Expansão ou contração fiscal de 2023?

Provável aumento de gastos no ano que vem implica um déficit maior do que o projetado no plano orçamentário

Nelson Barbosa

Folha de S.Paulo

O presidente Jair Bolsonaro e o ministro da Economia, Paulo Guedes, em cerimônia em Brasília - Adriano Machado - 25.fev.2022/Reuters

O governo apresentou seu Projeto de Lei Orçamentária Anual (PLOA) de 2023 e agora nós economistas podemos fazer considerações com base nas projeções oficiais.

O anúncio me relembrou o ano passado, quando o governo Bolsonaro também elaborou um PLOA com previsão de grande contração fiscal e depois voltou atrás, aumentando o gasto substancialmente via duas propostas de emenda constitucional, uma no final de 2021 e outra no meio deste ano.

A diferença entre os PLOA de 2022 e 2023 é que hoje o teto de gastos está tão desacreditado que não houve secretário do Tesouro pedindo demissão porque o governo furaria o teto. Melhor assim, pois governo não é lugar para ideólogos, mas vamos aos números.

Segundo as previsões oficiais, mantido o atual teto de gasto, a despesa primária da União cairá de 18,9% do PIB, neste ano, para 17,6% do PIB, em 2023. Haveria, portanto, uma contração de 1,3 ponto percentual (pp) no gasto do próximo ano, mas nem a equipe de Guedes acredita nisso.

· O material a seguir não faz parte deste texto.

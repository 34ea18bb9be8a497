//! `AttestationVerifier` (spec §4.9). Grounded on
//! `other_examples/.../tangle-network-blueprint/.../exchange-protocol.rs`'s
//! `AttestationReport`/TTL-and-freshness shape.

use crate::error::CoreError;
use crate::time::current_time_millis;
use async_trait::async_trait;
use serde::{Deserialize, Serialize};
use std::time::Duration;

pub const DEFAULT_FETCH_TIMEOUT_MS: u64 = 10_000;
pub const DEFAULT_CLOCK_SKEW_TOLERANCE_MS: u64 = 5 * 60 * 1000;

#[derive(Debug, Clone, Serialize, Deserialize)]
pub struct AttestationReport {
    pub attestation_type: String,
    pub server_static_pub_key: [u8; 32],
    pub claims: std::collections::HashMap<String, String>,
    pub valid_until_ms: u64,
}

/// Raw bytes fetched from the attestation endpoint, plus the discriminator
/// that identifies which vendor family parsed it.
pub struct RawAttestationDocument {
    pub attestation_type: String,
    pub body: Vec<u8>,
    pub signature: Vec<u8>,
}

/// A trust root for one attestation family, embedded in the binary at
/// build/deploy time.
#[derive(Debug, Clone)]
pub struct TrustRoot {
    pub attestation_type: String,
    pub root_public_key: [u8; 32],
    pub version: u32,
}

/// Fetches the attestation document from an HTTPS endpoint. Implemented by
/// the host application (the core doesn't open sockets, per §6).
#[async_trait]
pub trait AttestationFetcher: Send + Sync {
    async fn fetch(&self, url: &str, timeout: Duration) -> Result<RawAttestationDocument, CoreError>;
}

pub struct AttestationVerifier<'a> {
    fetcher: &'a dyn AttestationFetcher,
    trust_roots: Vec<TrustRoot>,
    fetch_timeout_ms: u64,
    clock_skew_tolerance_ms: u64,
}

impl<'a> AttestationVerifier<'a> {
    pub fn new(fetcher: &'a dyn AttestationFetcher, trust_roots: Vec<TrustRoot>) -> Self {
        Self {
            fetcher,
            trust_roots,
            fetch_timeout_ms: DEFAULT_FETCH_TIMEOUT_MS,
            clock_skew_tolerance_ms: DEFAULT_CLOCK_SKEW_TOLERANCE_MS,
        }
    }

    pub async fn verify(&self, attestation_url: &str) -> Result<AttestationReport, CoreError> {
        let doc = self
            .fetcher
            .fetch(attestation_url, Duration::from_millis(self.fetch_timeout_ms))
            .await?;

        let root = self
            .trust_roots
            .iter()
            .find(|r| r.attestation_type == doc.attestation_type)
            .ok_or_else(|| CoreError::AttestationInvalid {
                reason: format!("unrecognized attestation family: {}", doc.attestation_type),
            })?;

        self.verify_signature(&doc, root)?;

        let report: AttestationReport = serde_json::from_slice(&doc.body).map_err(|e| CoreError::AttestationInvalid {
            reason: format!("malformed claims: {}", e),
        })?;

        self.check_freshness(&report)?;

        if report.server_static_pub_key.len() != 32 {
            return Err(CoreError::AttestationInvalid {
                reason: "static key must be 32 bytes".to_string(),
            });
        }

        Ok(report)
    }

    fn verify_signature(&self, doc: &RawAttestationDocument, root: &TrustRoot) -> Result<(), CoreError> {
        use ed25519_dalek::Verifier;

        if doc.signature.is_empty() {
            return Err(CoreError::AttestationInvalid {
                reason: "missing signature".to_string(),
            });
        }
        let signature_bytes: [u8; 64] = doc.signature.as_slice().try_into().map_err(|_| CoreError::AttestationInvalid {
            reason: "signature must be 64 bytes".to_string(),
        })?;
        let signature = ed25519_dalek::Signature::from_bytes(&signature_bytes);
        let verifying_key = ed25519_dalek::VerifyingKey::from_bytes(&root.root_public_key).map_err(|_| CoreError::AttestationInvalid {
            reason: "malformed trust root key".to_string(),
        })?;
        verifying_key.verify(&doc.body, &signature).map_err(|_| CoreError::AttestationInvalid {
            reason: "signature verification failed".to_string(),
        })
    }

    fn check_freshness(&self, report: &AttestationReport) -> Result<(), CoreError> {
        let now = current_time_millis();
        if now > report.valid_until_ms.saturating_add(self.clock_skew_tolerance_ms) {
            return Err(CoreError::AttestationInvalid {
                reason: "attestation expired".to_string(),
            });
        }
        Ok(())
    }
}

#[cfg(test)]
mod tests {
    use super::*;
    use ed25519_dalek::{Signer, SigningKey};

    struct FakeFetcher {
        doc: RawAttestationDocument,
    }

    #[async_trait]
    impl AttestationFetcher for FakeFetcher {
        async fn fetch(&self, _url: &str, _timeout: Duration) -> Result<RawAttestationDocument, CoreError> {
            Ok(RawAttestationDocument {
                attestation_type: self.doc.attestation_type.clone(),
                body: self.doc.body.clone(),
                signature: self.doc.signature.clone(),
            })
        }
    }

    fn sample_report(valid_until_ms: u64) -> Vec<u8> {
        let report = AttestationReport {
            attestation_type: "sample-tee".to_string(),
            server_static_pub_key: [0x11u8; 32],
            claims: std::collections::HashMap::new(),
            valid_until_ms,
        };
        serde_json::to_vec(&report).unwrap()
    }

    fn signing_key() -> SigningKey {
        SigningKey::from_bytes(&[0x42u8; 32])
    }

    fn trust_root(signing_key: &SigningKey) -> TrustRoot {
        TrustRoot {
            attestation_type: "sample-tee".to_string(),
            root_public_key: signing_key.verifying_key().to_bytes(),
            version: 1,
        }
    }

    #[tokio::test]
    async fn test_verify_success() {
        let signing_key = signing_key();
        let body = sample_report(current_time_millis() + 60_000);
        let signature = signing_key.sign(&body);
        let fetcher = FakeFetcher {
            doc: RawAttestationDocument {
                attestation_type: "sample-tee".to_string(),
                body,
                signature: signature.to_bytes().to_vec(),
            },
        };
        let roots = vec![trust_root(&signing_key)];
        let verifier = AttestationVerifier::new(&fetcher, roots);
        let report = verifier.verify("https://tee.example/attest").await.unwrap();
        assert_eq!(report.server_static_pub_key, [0x11u8; 32]);
    }

    #[tokio::test]
    async fn test_unrecognized_family_rejected() {
        let signing_key = signing_key();
        let body = sample_report(current_time_millis() + 60_000);
        let signature = signing_key.sign(&body);
        let fetcher = FakeFetcher {
            doc: RawAttestationDocument {
                attestation_type: "unknown-tee".to_string(),
                body,
                signature: signature.to_bytes().to_vec(),
            },
        };
        let verifier = AttestationVerifier::new(&fetcher, vec![]);
        assert!(verifier.verify("https://tee.example/attest").await.is_err());
    }

    #[tokio::test]
    async fn test_stale_report_rejected() {
        let signing_key = signing_key();
        let body = sample_report(0); // expired long ago
        let signature = signing_key.sign(&body);
        let fetcher = FakeFetcher {
            doc: RawAttestationDocument {
                attestation_type: "sample-tee".to_string(),
                body,
                signature: signature.to_bytes().to_vec(),
            },
        };
        let roots = vec![trust_root(&signing_key)];
        let verifier = AttestationVerifier::new(&fetcher, roots);
        assert!(verifier.verify("https://tee.example/attest").await.is_err());
    }

    #[tokio::test]
    async fn test_missing_signature_rejected() {
        let signing_key = signing_key();
        let body = sample_report(current_time_millis() + 60_000);
        let fetcher = FakeFetcher {
            doc: RawAttestationDocument {
                attestation_type: "sample-tee".to_string(),
                body,
                signature: vec![],
            },
        };
        let roots = vec![trust_root(&signing_key)];
        let verifier = AttestationVerifier::new(&fetcher, roots);
        assert!(verifier.verify("https://tee.example/attest").await.is_err());
    }

    #[tokio::test]
    async fn test_forged_signature_rejected() {
        let signing_key = signing_key();
        let wrong_signing_key = SigningKey::from_bytes(&[0x43u8; 32]);
        let body = sample_report(current_time_millis() + 60_000);
        let forged_signature = wrong_signing_key.sign(&body);
        let fetcher = FakeFetcher {
            doc: RawAttestationDocument {
                attestation_type: "sample-tee".to_string(),
                body,
                signature: forged_signature.to_bytes().to_vec(),
            },
        };
        let roots = vec![trust_root(&signing_key)];
        let verifier = AttestationVerifier::new(&fetcher, roots);
        assert!(verifier.verify("https://tee.example/attest").await.is_err());
    }
}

O atual governo e o principal candidato de oposição, Lula, já anunciaram que manterão o orçamento de transferência de renda no valor equivalente a um benefício de R$ 600 por mês. A medida implica pelo menos mais 0,5 pp de gasto em 2023. Acho que será mais, pois há fila para receber o auxílio, mas vamos com o número oficial.

Em segundo lugar, atualmente o investimento da União está em 0,3% do PIB e não consegue manter a infraestrutura existente. De acordo com números do próprio governo, é preciso 0,5% do PIB para repor a depreciação do estoque de capital público federal.

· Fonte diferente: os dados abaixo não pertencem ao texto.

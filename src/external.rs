//! External collaborator traits (spec §6). The core consumes these; it
//! never implements or owns the networking/platform code behind them.
//! Grounded on the teacher's `StorageBackend`/`AuditSink` trait-object
//! pattern — dynamic dispatch lives only at this `CoreContext` boundary
//! (Design Notes §9).

use crate::error::CoreResult;
use async_trait::async_trait;
use serde::{Deserialize, Serialize};

/// A bearer token for server RPCs. Opaque to the core.
pub type Token = String;

#[derive(Debug, Clone, Serialize, Deserialize)]
pub struct KeySharesRecord {
    pub auth_share_b64: String,
    pub recovery_share_b64: String,
    pub enc_recovery_share_b64: String,
    pub recovery_share_nonce_b64: String,
    pub public_key_b64: String,
    pub enc_private_key_b64: String,
    pub private_key_nonce_b64: String,
    pub enc_recovery_key_b64: String,
    pub recovery_key_nonce_b64: String,
    pub master_key_recovery_b64: String,
    pub master_key_recovery_nonce_b64: String,
}

#[async_trait]
pub trait KeyShareStore: Send + Sync {
    async fn check(&self, token: &Token) -> CoreResult<bool>;
    async fn get(&self, token: &Token) -> CoreResult<KeySharesRecord>;
    async fn create(&self, token: &Token, record: KeySharesRecord) -> CoreResult<()>;
}

#[derive(Debug, Clone, Serialize, Deserialize)]
pub struct DeviceRegistration {
    pub device_id: String,
    pub encrypted_name_b64: String,
    pub name_nonce_b64: String,
    pub user_agent: String,
}

#[derive(Debug, Clone, Serialize, Deserialize)]
pub struct Device {
    pub device_id: String,
    pub user_agent: String,
    pub last_seen_ms: u64,
}

#[async_trait]
pub trait DeviceRegistry: Send + Sync {
    async fn register(&self, token: &Token, registration: DeviceRegistration) -> CoreResult<[u8; 32]>;
    async fn get_secret(&self, token: &Token, device_id: &str) -> CoreResult<[u8; 32]>;
    async fn update_last_seen(&self, token: &Token, device_id: &str) -> CoreResult<()>;
    async fn list(&self, token: &Token) -> CoreResult<Vec<Device>>;
    async fn revoke(&self, token: &Token, device_id: &str) -> CoreResult<()>;
}

#[derive(Debug, Clone, Serialize, Deserialize)]
pub struct EncryptedSummary {
    pub id: String,
    pub updated_at: u64,
}

#[derive(Debug, Clone, Serialize, Deserialize)]
pub struct EncryptedRecord {
    pub id: String,
    pub fields: std::collections::HashMap<String, String>,
}

#[async_trait]
pub trait BlobStore: Send + Sync {
    async fn list(&self, token: &Token) -> CoreResult<Vec<EncryptedSummary>>;
    async fn get(&self, token: &Token, id: &str) -> CoreResult<EncryptedRecord>;
    async fn create(&self, token: &Token, record: EncryptedRecord) -> CoreResult<String>;
    async fn update(&self, token: &Token, record: EncryptedRecord) -> CoreResult<()>;
    async fn delete(&self, token: &Token, id: &str) -> CoreResult<()>;
}

#[derive(Debug, Clone)]
pub struct PasskeyAssertion {
    pub credential_id: Vec<u8>,
    pub assertion: Vec<u8>,
    pub prf_output: Option<[u8; 32]>,
}

#[derive(Debug, Clone)]
pub struct PasskeyAuthOptions {
    pub prf_salts: Vec<(Vec<u8>, [u8; 32])>, // (credential_id, prf_salt)
}

#[async_trait]
pub trait PasskeyProvider: Send + Sync {
    async fn create_credential(&self, options: &PasskeyAuthOptions) -> CoreResult<PasskeyAssertion>;
    async fn authenticate(&self, options: &PasskeyAuthOptions) -> CoreResult<PasskeyAssertion>;
}

/// Injectable clock, so idle/background-lock tests (S4, S5) can advance
/// virtual time instead of sleeping in real time.
pub trait Clock: Send + Sync {
    fn now_ms(&self) -> u64;
}

#[derive(Debug, Default)]
pub struct SystemClock;

impl Clock for SystemClock {
    fn now_ms(&self) -> u64 {
        crate::time::current_time_millis()
    }
}
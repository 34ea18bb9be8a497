// Onera cryptographic core.
//
// Deliberately narrow surface: the rest of the crate never reaches past
// these modules for raw primitives.

pub mod blake2;
pub mod chacha20poly1305_wrapper;
pub mod constant_time;
pub mod hkdf;
pub mod mnemonic;
pub mod password;
pub mod random;
pub mod secretbox;
pub mod x25519;
pub mod xor;

use std::error::Error;
use std::fmt;

/// Cryptographic failure taxonomy. Always fatal to the calling operation;
/// no layer retries after one of these.
#[derive(Debug, Clone)]
pub enum CryptoError {
    RngFailure(String),
    LengthMismatch { expected: usize, actual: usize },
    AuthFailure,
    KdfFailure(String),
    InvalidInput(String),
    NonceExhausted,
}

impl fmt::Display for CryptoError {
    fn fmt(&self, f: &mut fmt::Formatter<'_>) -> fmt::Result {
        match self {
            CryptoError::RngFailure(msg) => write!(f, "RNG failure: {}", msg),
            CryptoError::LengthMismatch { expected, actual } => {
                write!(f, "length mismatch: expected {}, got {}", expected, actual)
            }
            CryptoError::AuthFailure => write!(f, "could not decrypt"),
            CryptoError::KdfFailure(msg) => write!(f, "KDF failure: {}", msg),
            CryptoError::InvalidInput(msg) => write!(f, "invalid input: {}", msg),
            CryptoError::NonceExhausted => write!(f, "nonce counter exhausted"),
        }
    }
}

impl Error for CryptoError {}

pub type CryptoResult<T> = Result<T, CryptoError>;
//! 3-of-3 XOR split/reconstruct of the master key (spec §4.3). This is
//! explicitly NOT Shamir secret sharing (Design Notes §9): threshold
//! always equals the share count, 3. Do not generalize to N-of-M.

use crate::crypto::{random, xor};
use crate::error::{CoreError, CoreResult};

const SHARE_LEN: usize = 32;

/// The three shares whose XOR is the master key. `device_share` is stored
/// locally (encrypted), `auth_share` is server-side plaintext, and
/// `recovery_share` is server-side ciphertext sealed under a
/// mnemonic-derived key.
#[derive(Clone)]
pub struct SplitShares {
    pub device_share: [u8; SHARE_LEN],
    pub auth_share: [u8; SHARE_LEN],
    pub recovery_share: [u8; SHARE_LEN],
}

impl std::fmt::Debug for SplitShares {
    fn fmt(&self, f: &mut std::fmt::Formatter<'_>) -> std::fmt::Result {
        write!(f, "SplitShares([REDACTED])")
    }
}

/// `split(master) -> (device, auth, recovery)`.
pub fn split(master: &[u8; 32]) -> CoreResult<SplitShares> {
    let device: [u8; SHARE_LEN] = random(SHARE_LEN)?
        .try_into()
        .map_err(|_| CoreError::InvalidKeyLength { expected: SHARE_LEN, actual: 0 })?;
    let auth: [u8; SHARE_LEN] = random(SHARE_LEN)?
        .try_into()
        .map_err(|_| CoreError::InvalidKeyLength { expected: SHARE_LEN, actual: 0 })?;

    let mut recovery = xor::xor(master, &device)?;
    xor::xor_inplace(&mut recovery, &auth)?;
    let recovery: [u8; SHARE_LEN] = recovery
        .try_into()
        .map_err(|_| CoreError::InvalidKeyLength { expected: SHARE_LEN, actual: 0 })?;

    Ok(SplitShares {
        device_share: device,
        auth_share: auth,
        recovery_share: recovery,
    })
}

/// `reconstruct(device, auth, recovery) -> master`. Any share whose length
/// is not 32 bytes is `InvalidKeyLength`; this function only accepts
/// already-fixed-size shares, so the check is enforced by callers that
/// parse untrusted-length input before calling in.
pub fn reconstruct(device: &[u8; 32], auth: &[u8; 32], recovery: &[u8; 32]) -> CoreResult<[u8; 32]> {
    let mut master = xor::xor(device, auth)?;
    xor::xor_inplace(&mut master, recovery)?;
    master
        .try_into()
        .map_err(|_| CoreError::InvalidKeyLength { expected: 32, actual: 0 })
}

/// Validate an untrusted share length before constructing a fixed array.
pub fn validate_share_len(share: &[u8]) -> CoreResult<()> {
    if share.len() != SHARE_LEN {
        return Err(CoreError::InvalidKeyLength {
            expected: SHARE_LEN,
            actual: share.len(),
        });
    }
    Ok(())
}

#[cfg(test)]
mod tests {
    use super::*;

    #[test]
    fn test_split_reconstruct_roundtrip() {
        let master = [0x77u8; 32];
        let shares = split(&master).unwrap();
        let reconstructed =
            reconstruct(&shares.device_share, &shares.auth_share, &shares.recovery_share).unwrap();
        assert_eq!(reconstructed, master);
    }

    #[test]
    fn test_s1_share_round_trip_scenario() {
        // S1 from spec §8.
        let master = [0x11u8; 32];
        let device = [0x22u8; 32];
        let auth = [0x33u8; 32];
        let recovery = reconstruct(&master, &device, &auth).unwrap(); // master ^ device ^ auth, reused as XOR helper
        assert_eq!(recovery, [0x00u8; 32]);

        let reconstructed = reconstruct(&device, &auth, &recovery).unwrap();
        assert_eq!(reconstructed, [0x11u8; 32]);
    }

    #[test]
    fn test_invalid_share_len_rejected() {
        assert!(validate_share_len(&[0u8; 16]).is_err());
        assert!(validate_share_len(&[0u8; 32]).is_ok());
    }
}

Elevar o investimento para cobrir a depreciação e retomar alguns projetos implicará gasto adicional de pelo menos 0,5 pp do PIB em relação ao previsto no PLOA 2023. Somando este valor à manutenção do Auxílio Brasil mencionada acima, o gasto primário federal subiria para 18,6% do PIB no próximo ano.

Terceiro, dado que os orçamentos de saúde, educação, ciência e tecnologia também estão sendo comprimidos, caso o próximo governo queira voltar a investir no futuro do Brasil (tomara que sim), teríamos outros 0,5 pp de despesa primária adicional, elevando o total para 19,1% do PIB.

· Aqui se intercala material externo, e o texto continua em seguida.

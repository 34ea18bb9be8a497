//! `CoreContext`: the explicit, non-singleton owner of the one
//! `SecureSession`, the one `ChatKeyCache`, and every external-collaborator
//! handle. No global mutable state: the host application constructs one
//! `CoreContext` and threads it through.

use crate::chat_envelope::{ChatKeyCache, DEFAULT_CACHE_CAPACITY, DEFAULT_CACHE_TTL_MS};
use crate::external::{Clock, DeviceRegistry, KeyShareStore, PasskeyProvider, SystemClock};
use crate::secure_store::SecureStore;
use crate::session::{SecureSession, SessionConfig};
use std::sync::{Arc, Mutex};

/// Everything the core needs from the host application, gathered once at
/// startup. `CoreContext` owns the session and cache; it borrows the
/// external collaborators as `Arc<dyn _>` so the host can share them freely.
pub struct CoreContext {
    pub session: SecureSession,
    pub chat_key_cache: Mutex<ChatKeyCache>,
    pub secure_store: Arc<dyn SecureStore>,
    pub key_shares: Arc<dyn KeyShareStore>,
    pub devices: Arc<dyn DeviceRegistry>,
    pub passkeys: Arc<dyn PasskeyProvider>,
    pub clock: Arc<dyn Clock>,
}

/// Construction parameters; `clock` defaults to `SystemClock` in
/// `CoreContext::new` and only needs overriding in tests.
pub struct CoreContextConfig {
    pub session: SessionConfig,
    pub secure_store: Arc<dyn SecureStore>,
    pub key_shares: Arc<dyn KeyShareStore>,
    pub devices: Arc<dyn DeviceRegistry>,
    pub passkeys: Arc<dyn PasskeyProvider>,
}

impl CoreContext {
    pub fn new(config: CoreContextConfig) -> Self {
        Self {
            session: SecureSession::new(config.session),
            chat_key_cache: Mutex::new(ChatKeyCache::new(DEFAULT_CACHE_CAPACITY, DEFAULT_CACHE_TTL_MS)),
            secure_store: config.secure_store,
            key_shares: config.key_shares,
            devices: config.devices,
            passkeys: config.passkeys,
            clock: Arc::new(SystemClock),
        }
    }

    pub fn with_clock(mut self, clock: Arc<dyn Clock>) -> Self {
        self.clock = clock;
        self
    }

    /// Locks the session and clears the chat-key cache together, as §4.7
    /// requires whenever the session transitions to `Locked`.
    pub fn lock(&self) {
        self.session.lock();
        self.chat_key_cache.lock().unwrap_or_else(|e| e.into_inner()).clear();
    }

    pub fn check_idle_timeout(&self) {
        let was_unlocked = self.session.is_unlocked();
        self.session.check_idle_timeout(self.clock.as_ref());
        if was_unlocked && !self.session.is_unlocked() {
            self.chat_key_cache.lock().unwrap_or_else(|e| e.into_inner()).clear();
        }
    }

    pub fn check_background_timeout(&self) {
        let was_unlocked = self.session.is_unlocked();
        self.session.check_background_timeout(self.clock.as_ref());
        if was_unlocked && !self.session.is_unlocked() {
            self.chat_key_cache.lock().unwrap_or_else(|e| e.into_inner()).clear();
        }
    }
}

impl Drop for CoreContext {
    fn drop(&mut self) {
        self.lock();
    }
}
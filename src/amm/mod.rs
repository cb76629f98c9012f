//! # AMM Model
//!
//! The pool bonding-curve model and the exchange graph built from it.
//! Everything here is pure and CPU-bound: pricing goes through immutable
//! direction-bound views, and reserves only change via an explicit execute.

/// Tradable token value type
pub mod asset;
/// Exchange graph over asset symbols
pub mod graph;
/// Pools, swap legs, and swap simulation
pub mod pool;
/// Snapshot records from the external data fetcher
pub mod snapshot;
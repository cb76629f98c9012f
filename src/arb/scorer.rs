//! Scoring of candidate cycles and selection of the best transaction.

use std::collections::HashMap;

use log::{debug, warn};
use serde::Deserialize;

use crate::amm::graph::ExchangeGraph;
use crate::amm::pool::{simulate_path, SwapLeg};
use crate::arb::catalog::Cycle;
use crate::arb::solver::{optimal_amount, SolverSettings};
use crate::arb::transaction::Transaction;
use crate::config::Starter;

/// How pool assignments are enumerated for a cycle.
///
/// Exhaustive enumeration is combinatorially expensive on edges with many
/// parallel pools, so binding each hop to its best marginal rate is the
/// default and the full Cartesian walk an explicit opt-in.
#[derive(Clone, Copy, Debug, Default, PartialEq, Eq, Deserialize)]
#[serde(rename_all = "snake_case")]
pub enum AssignmentMode {
    /// Each hop bound to its maximum-change pool
    #[default]
    BestRate,
    /// Every Cartesian assignment across parallel pools
    Exhaustive,
}

/// Evaluates every candidate cycle against current reserves and picks the
/// maximum fiat-profit transaction.
#[derive(Clone)]
pub struct TransactionScorer {
    /// Price and input-cap table for the priority assets
    pub starters: HashMap<String, Starter>,
    /// Fiat profit a candidate must exceed to survive
    pub minimum_dollars_delta: f64,
    /// Numeric-fallback tolerances
    pub solver: SolverSettings,
    /// Assignment enumeration mode
    pub mode: AssignmentMode,
}

impl TransactionScorer {
    /// Scores all cycles and returns the best surviving candidate.
    ///
    /// Selection is deterministic: candidates are compared by strict
    /// `dollars_delta` maximum and ties keep the first one encountered.
    /// Returns `None` when nothing survives — an expected outcome, not a
    /// failure.
    #[must_use]
    pub fn best_transaction(&self, graph: &ExchangeGraph, cycles: &[Cycle]) -> Option<Transaction> {
        let mut best: Option<Transaction> = None;
        for cycle in cycles {
            for candidate in self.score_cycle(graph, cycle) {
                best = match best {
                    Some(current) if candidate.dollars_delta <= current.dollars_delta => {
                        Some(current)
                    }
                    _ => Some(candidate),
                };
            }
        }
        best
    }

    /// All surviving candidates for one cycle.
    fn score_cycle(&self, graph: &ExchangeGraph, cycle: &[String]) -> Vec<Transaction> {
        // A positive aggregate rate is necessary for any assignment to
        // profit, so it gates the expensive simulation work.
        let Some((change, best_legs)) = graph.compute_cycle(cycle) else {
            return Vec::new();
        };
        if change <= 0.0 {
            return Vec::new();
        }

        let assignments = match self.mode {
            AssignmentMode::BestRate => vec![best_legs],
            AssignmentMode::Exhaustive => graph.all_assignments(cycle).unwrap_or_default(),
        };

        assignments
            .into_iter()
            .filter_map(|legs| self.score_assignment(cycle, legs, change))
            .collect()
    }

    /// Evaluates one pool assignment; `None` when it does not survive.
    fn score_assignment(
        &self,
        cycle: &[String],
        legs: Vec<SwapLeg>,
        change: f64,
    ) -> Option<Transaction> {
        let from_asset = legs.first()?.from.clone();
        let Some(starter) = self.starters.get(&from_asset) else {
            warn!("no starter price for {from_asset}, skipping {cycle:?}");
            return None;
        };

        // None = optimizer non-convergence: the amount is untrusted, skip
        let best_input = optimal_amount(&legs, &self.solver)?;
        if best_input <= 0.0 {
            return None;
        }

        let output = simulate_path(&legs, best_input);
        let delta = output - best_input;
        let dollars_delta = starter.current_price * delta;
        if dollars_delta <= self.minimum_dollars_delta {
            debug!("cycle {cycle:?} below profit threshold: ${dollars_delta:.6}");
            return None;
        }

        Some(Transaction {
            cycle: cycle.to_vec(),
            legs,
            from_asset,
            best_input,
            delta,
            dollars_delta,
            change,
        })
    }
}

Antes que alguém grite "gastança", lembro que a despesa deste ano será 18,9% do PIB. Traduzindo do economês, um gasto de 19,1% em 2023 parece muito em relação à proposta irrealista do PLOA feito por Bolsonaro, mas é praticamente neutro em relação ao valor praticado por Bolsonaro neste ano.

Há outras pressões? Sim e na semana passada apontei outras fontes de aumento de despesa. Uma vez anunciados os números oficiais, apenas relembro que o gasto necessário para começar a recompor salários de servidores e fazer concursos é muito maior do que o anunciado no PLOA 2023.

E para fechar o quadro fiscal, temos dois grandes riscos para 2023: o eventual pagamento dos precatórios atrasados por Bolsonaro e a compensação, da União aos estados, pela redução do ICMS sobre combustível.

As duas coisas dependem de decisão do STF e, se nossos ministros-juízes resolverem encerrar o imbróglio rápido, isto pode resultar em mais 1 pp de gasto, elevando a despesa total para algo próximo de 20% do PIB em 2023.

Passando ao resultado primário, a provável expansão do gasto em 2023 implica um déficit maior do que o projetado no PLOA, mas o efeito não é um para um, pois parte do aumento do gasto volta ao governo via arrecadação. Fazendo as contas, o déficit primário de 2023 deve ficar entre 1% e 2% do PIB, sem incluir a eventual decisão do STF sobre os papagaios criados por Bolsonaro.